Dice benchmarks are opt-in so they do not affect day-to-day builds. Configure a workspace with benchmarks enabled, build, and then drive the suites with the wrapper script:

cmake -B build -DDICE_BENCHMARKS=ON
cmake --build build
./scripts/benchmark.sh

The script fans out to each suite, preserves the raw logs in bench/*/work/, and copies CSV summaries under results/<host>/<name>/<date>/.
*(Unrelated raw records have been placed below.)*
#[cfg(test)]
mod tests {
    use super::*;
    use crate::quiz_gen::QuizGenService;
    use chrono::Duration;
    use pacer_core::model::{ActivityKind, QuestionKind};
    use pacer_core::time::{Clock, fixed_now};
    use storage::repository::{NewLearnerRecord, Storage};

    struct Fixture {
        storage: Storage,
        clock: Clock,
    }

    impl Fixture {
        fn new() -> Self {
            Self {
                storage: Storage::in_memory(),
                clock: Clock::fixed(fixed_now()),
            }
        }

        fn service(&self) -> AttemptService {
            AttemptService::new(
                self.clock,
                CurriculumConfig::default(),
                Arc::clone(&self.storage.quizzes),
                Arc::clone(&self.storage.attempts),
                Arc::clone(&self.storage.learners),
            )
        }

        async fn learner(&self) -> LearnerId {
            self.storage
                .learners
                .register_learner(&NewLearnerRecord {
                    name: "Amira".into(),
                    section: "Section A".into(),
                    enrolled_at: fixed_now(),
                })
                .await
                .unwrap()
                .id()
        }

        async fn weekly_quiz(&self, week: u32) -> crate::quiz_gen::GeneratedQuiz {
            QuizGenService::new(
                self.clock,
                CurriculumConfig::default(),
                Arc::clone(&self.storage.quizzes),
            )
            .weekly_quiz("Section A", week)
            .await
            .unwrap()
        }
    }

    #[tokio::test]
    async fn full_attempt_passes_and_lands_in_the_ledger() {
        let fx = Fixture::new();
        let svc = fx.service();
        let learner = fx.learner().await;
        let generated = fx.weekly_quiz(1).await;

        let StartOutcome::Started(attempt) = svc
            .start_attempt(learner, generated.quiz.id())
            .await
            .unwrap()
        else {
            panic!("start refused");
        };

        let question = &generated.questions[0];
        let outcome = svc
            .submit_answer(attempt.id(), question.id(), question.correct_answer())
            .await
            .unwrap();
        assert_eq!(
            outcome,
            SubmitOutcome::Recorded(Evaluation {
                is_correct: true,
                points_earned: 1
            })
        );

        let CompleteOutcome::Completed(done) =
            svc.complete_attempt(attempt.id()).await.unwrap()
        else {
            panic!("complete refused");
        };
        assert!(done.passed());
        assert!((done.score_percent() - 100.0).abs() < f64::EPSILON);

        assert!(
            fx.storage
                .learners
                .has_activity(learner, ActivityKind::WeeklyQuizCompleted, 1)
                .await
                .unwrap()
        );
    }

    #[tokio::test]
    async fn failed_attempt_still_counts_as_taken() {
        let fx = Fixture::new();
        let svc = fx.service();
        let learner = fx.learner().await;
        let generated = fx.weekly_quiz(1).await;

        let StartOutcome::Started(attempt) = svc
            .start_attempt(learner, generated.quiz.id())
            .await
            .unwrap()
        else {
            panic!("start refused");
        };

        // No answers submitted at all.
        let CompleteOutcome::Completed(done) =
            svc.complete_attempt(attempt.id()).await.unwrap()
        else {
            panic!("complete refused");
        };
        assert!(!done.passed());

        assert!(
            fx.storage
                .learners
                .has_activity(learner, ActivityKind::WeeklyQuizCompleted, 1)
                .await
                .unwrap()
        );
    }

    #[tokio::test]
    async fn attempt_cap_and_open_attempt_are_refusals() {
        let fx = Fixture::new();
        let svc = fx.service();
        let learner = fx.learner().await;
        let generated = fx.weekly_quiz(1).await;
        let quiz_id = generated.quiz.id();

        let StartOutcome::Started(first) =
            svc.start_attempt(learner, quiz_id).await.unwrap()
        else {
            panic!("start refused");
        };
        assert_eq!(
            svc.start_attempt(learner, quiz_id).await.unwrap(),
            StartOutcome::Refused(StartRefusal::AttemptInProgress)
        );

        svc.complete_attempt(first.id()).await.unwrap();
        let StartOutcome::Started(second) =
            svc.start_attempt(learner, quiz_id).await.unwrap()
        else {
            panic!("second start refused");
        };
        assert_eq!(second.attempt_number(), 2);
        svc.complete_attempt(second.id()).await.unwrap();

        assert_eq!(
            svc.start_attempt(learner, quiz_id).await.unwrap(),
            StartOutcome::Refused(StartRefusal::MaxAttemptsReached { max_attempts: 2 })
        );
    }

    #[tokio::test]
    async fn late_submission_times_the_attempt_out() {
        let fx = Fixture::new();
        let learner = fx.learner().await;
        let generated = fx.weekly_quiz(1).await;

        let svc = fx.service();
        let StartOutcome::Started(attempt) = svc
            .start_attempt(learner, generated.quiz.id())
            .await
            .unwrap()
        else {
            panic!("start refused");
        };

        // Re-read the world six minutes later; the 5-minute limit is gone.
        let late = AttemptService::new(
            Clock::fixed(fixed_now() + Duration::minutes(6)),
            CurriculumConfig::default(),
            Arc::clone(&fx.storage.quizzes),
            Arc::clone(&fx.storage.attempts),
            Arc::clone(&fx.storage.learners),
        );
        let question = &generated.questions[0];
        let outcome = late
            .submit_answer(attempt.id(), question.id(), "A")
            .await
            .unwrap();
        assert_eq!(outcome, SubmitOutcome::Refused(SubmitRefusal::TimedOut));

        let stored = fx.storage.attempts.get_attempt(attempt.id()).await.unwrap();
        assert_eq!(stored.status(), AttemptStatus::TimedOut);

        // Further submissions and completion are refused.
        let outcome = late
            .submit_answer(attempt.id(), question.id(), "A")
            .await
            .unwrap();
        assert_eq!(
            outcome,
            SubmitOutcome::Refused(SubmitRefusal::NotInProgress {
                status: AttemptStatus::TimedOut
            })
        );
        assert_eq!(
            late.complete_attempt(attempt.id()).await.unwrap(),
            CompleteOutcome::Refused {
                status: AttemptStatus::TimedOut
            }
        );
    }

    #[tokio::test]
    async fn cross_quiz_question_and_double_answer_are_refused() {
        let fx = Fixture::new();
        let svc = fx.service();
        let learner = fx.learner().await;
        let week1 = fx.weekly_quiz(1).await;
        let week2 = fx.weekly_quiz(2).await;

        let StartOutcome::Started(attempt) =
            svc.start_attempt(learner, week1.quiz.id()).await.unwrap()
        else {
            panic!("start refused");
        };

        let foreign = &week2.questions[0];
        assert_eq!(
            svc.submit_answer(attempt.id(), foreign.id(), "A")
                .await
                .unwrap(),
            SubmitOutcome::Refused(SubmitRefusal::QuestionMismatch)
        );

        let question = &week1.questions[0];
        svc.submit_answer(attempt.id(), question.id(), "A")
            .await
            .unwrap();
        assert_eq!(
            svc.submit_answer(attempt.id(), question.id(), "B")
                .await
                .unwrap(),
            SubmitOutcome::Refused(SubmitRefusal::AlreadyAnswered)
        );
    }

    #[tokio::test]
    async fn inactive_quiz_cannot_be_started() {
        let fx = Fixture::new();
        let svc = fx.service();
        let learner = fx.learner().await;

        let shell = fx
            .storage
            .quizzes
            .insert_quiz(&storage::repository::NewQuizRecord {
                section: "Section A".into(),
                scope: pacer_core::model::QuizScope::Weekly { week: 9 },
                difficulty: pacer_core::curriculum::Difficulty::Easy,
                time_limit_minutes: 5,
                max_attempts: 2,
                passing_score_percent: 70,
                created_at: fixed_now(),
            })
            .await
            .unwrap();

        assert_eq!(
            svc.start_attempt(learner, shell).await.unwrap(),
            StartOutcome::Refused(StartRefusal::InactiveQuiz)
        );
    }

    #[tokio::test]
    async fn sweep_closes_only_expired_attempts() {
        let fx = Fixture::new();
        let svc = fx.service();
        let learner = fx.learner().await;
        let generated = fx.weekly_quiz(1).await;

        let StartOutcome::Started(attempt) = svc
            .start_attempt(learner, generated.quiz.id())
            .await
            .unwrap()
        else {
            panic!("start refused");
        };

        // Not expired yet.
        assert_eq!(svc.sweep_expired().await.unwrap(), 0);

        let late = AttemptService::new(
            Clock::fixed(fixed_now() + Duration::minutes(6)),
            CurriculumConfig::default(),
            Arc::clone(&fx.storage.quizzes),
            Arc::clone(&fx.storage.attempts),
            Arc::clone(&fx.storage.learners),
        );
        assert_eq!(late.sweep_expired().await.unwrap(), 1);
        let stored = fx.storage.attempts.get_attempt(attempt.id()).await.unwrap();
        assert_eq!(stored.status(), AttemptStatus::TimedOut);
    }

    #[test]
    fn short_answer_matching_uses_the_configured_threshold() {
        // Sanity-check the threshold wiring end to end through the config.
        let config = CurriculumConfig::default();
        assert!((config.answer_match_threshold() - 0.8).abs() < f64::EPSILON);

        let question = pacer_core::model::Question::from_persisted(
            QuestionId::new(1),
            QuizId::new(1),
            "prompt",
            QuestionKind::ShortAnswer,
            "the quick brown fox jumps",
            1,
            0,
            pacer_core::curriculum::Difficulty::Easy,
        )
        .unwrap();
        let eval = evaluate_answer_with_threshold(
            &question,
            "quick brown fox jumps",
            config.answer_match_threshold(),
        );
        assert!(eval.is_correct);
    }
}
Individual benchmarks can be started by entering the benchmark directory and running:

make build   # builds the benchmark
make run     # runs the benchmark (assumes Dice is already compiled)
make process # generates work/results.csv

Benchmark Suites

  • micro: Three synthetic publish loops that stress the hot paths of Pubsub. micro publishes bare events, micro2 adds capture handlers and TLS via the Self module, and micro3 links against the micro-dice bundle to exercise generated dispatch code.
  • leveldb: Builds Google’s LevelDB db_bench tool and runs readrandom against a populated database to approximate a storage workload.
  • raytracing: Renders theRestOfYourLife from raytracing.github.io to represent a CPU-bound C++ application with heavy threading.
  • scratchapixel: Rasterizes the Scratchapixel reference scene to cover a graphics-style workload with coarse-grained threading.

Measurement Scenarios

Each suite reuses the same scenario names so results are comparable:

  • baseline: Upstream program compiled in Release mode with no sanitizers or Dice preloads. Serves as the performance reference point.
  • tsan: Program built with ThreadSanitizer instrumentation and executed with the stock libtsan runtime.
  • tsano: Same instrumentation as tsan, but executed through the Dice tsano launcher to quantify the cost of Dice’s replacement runtime.
  • core: Only libdice is preloaded (no extra modules) so we can measure the fixed cost of the runtime and loader.
  • intercept: Loads libdice plus the interceptor modules for pthreads, malloc/free, C++ guards, and libtsan. Modules are injected as individual DSOs via the system loader (the configuration often labelled “elf” in reports).
  • self: Extends intercept by also loading dice-self to account for TLS management overhead when subscribers depend on Self metadata.
  • bundle: Uses the monolithic libdice-bundle produced in bench/lib, which links Dice core and the same intercept modules into a single shared library so dispatch happens through generated switch tables.
  • box: Uses libdice-bundle-box (also under bench/lib) to measure the fast-path where only dispatch-based modules remain and plugins are absent.
  • cbonly: Loads libdice-bundle-cbonly to isolate the callback-only path and compare it with the bundled dispatch implementations.